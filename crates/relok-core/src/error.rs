//! Core error types

use thiserror::Error;

use crate::values::ValuePath;

#[derive(Error, Debug)]
pub enum CoreError {
    #[error("Unknown path strategy: {name}")]
    UnknownStrategy { name: String },

    #[error("Invalid threshold {value}: must be between 0 and 100")]
    InvalidThreshold { value: u32 },

    #[error("Invalid registry mappings: {message}")]
    InvalidMappings { message: String },

    #[error("Invalid image reference '{value}': {message}")]
    InvalidReference { value: String, message: String },

    #[error("Conflicting override at {path}: {message}")]
    BuilderConflict { path: ValuePath, message: String },

    #[error("Failed to parse YAML: {0}")]
    YamlParse(#[from] serde_yaml::Error),

    #[error("Failed to parse JSON: {0}")]
    JsonParse(#[from] serde_json::Error),

    #[error("IO error: {0}")]
    Io(#[from] std::io::Error),
}

impl CoreError {
    /// True for errors that must abort before or during a run: bad strategy
    /// names, malformed mappings, invalid thresholds, builder conflicts.
    pub fn is_fatal(&self) -> bool {
        matches!(
            self,
            CoreError::UnknownStrategy { .. }
                | CoreError::InvalidThreshold { .. }
                | CoreError::InvalidMappings { .. }
                | CoreError::BuilderConflict { .. }
        )
    }
}

pub type Result<T> = std::result::Result<T, CoreError>;
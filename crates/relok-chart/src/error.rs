//! Chart loading error types

use std::path::PathBuf;
use thiserror::Error;

#[derive(Error, Debug)]
pub enum ChartError {
    #[error("Chart not found: {path}")]
    NotFound { path: PathBuf },

    #[error("Invalid Chart.yaml at {path}: {message}")]
    InvalidManifest { path: PathBuf, message: String },

    #[error("Failed to parse YAML: {0}")]
    YamlParse(#[from] serde_yaml::Error),

    #[error(transparent)]
    Values(#[from] relok_core::CoreError),

    #[error("IO error: {0}")]
    Io(#[from] std::io::Error),
}

pub type Result<T> = std::result::Result<T, ChartError>;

*EXERCISE:*
Extract every line above containing the word "InvalidThreshold".

*EXERCISE SOLUTION:*
    InvalidThreshold { value: u32 },
                | CoreError::InvalidThreshold { .. }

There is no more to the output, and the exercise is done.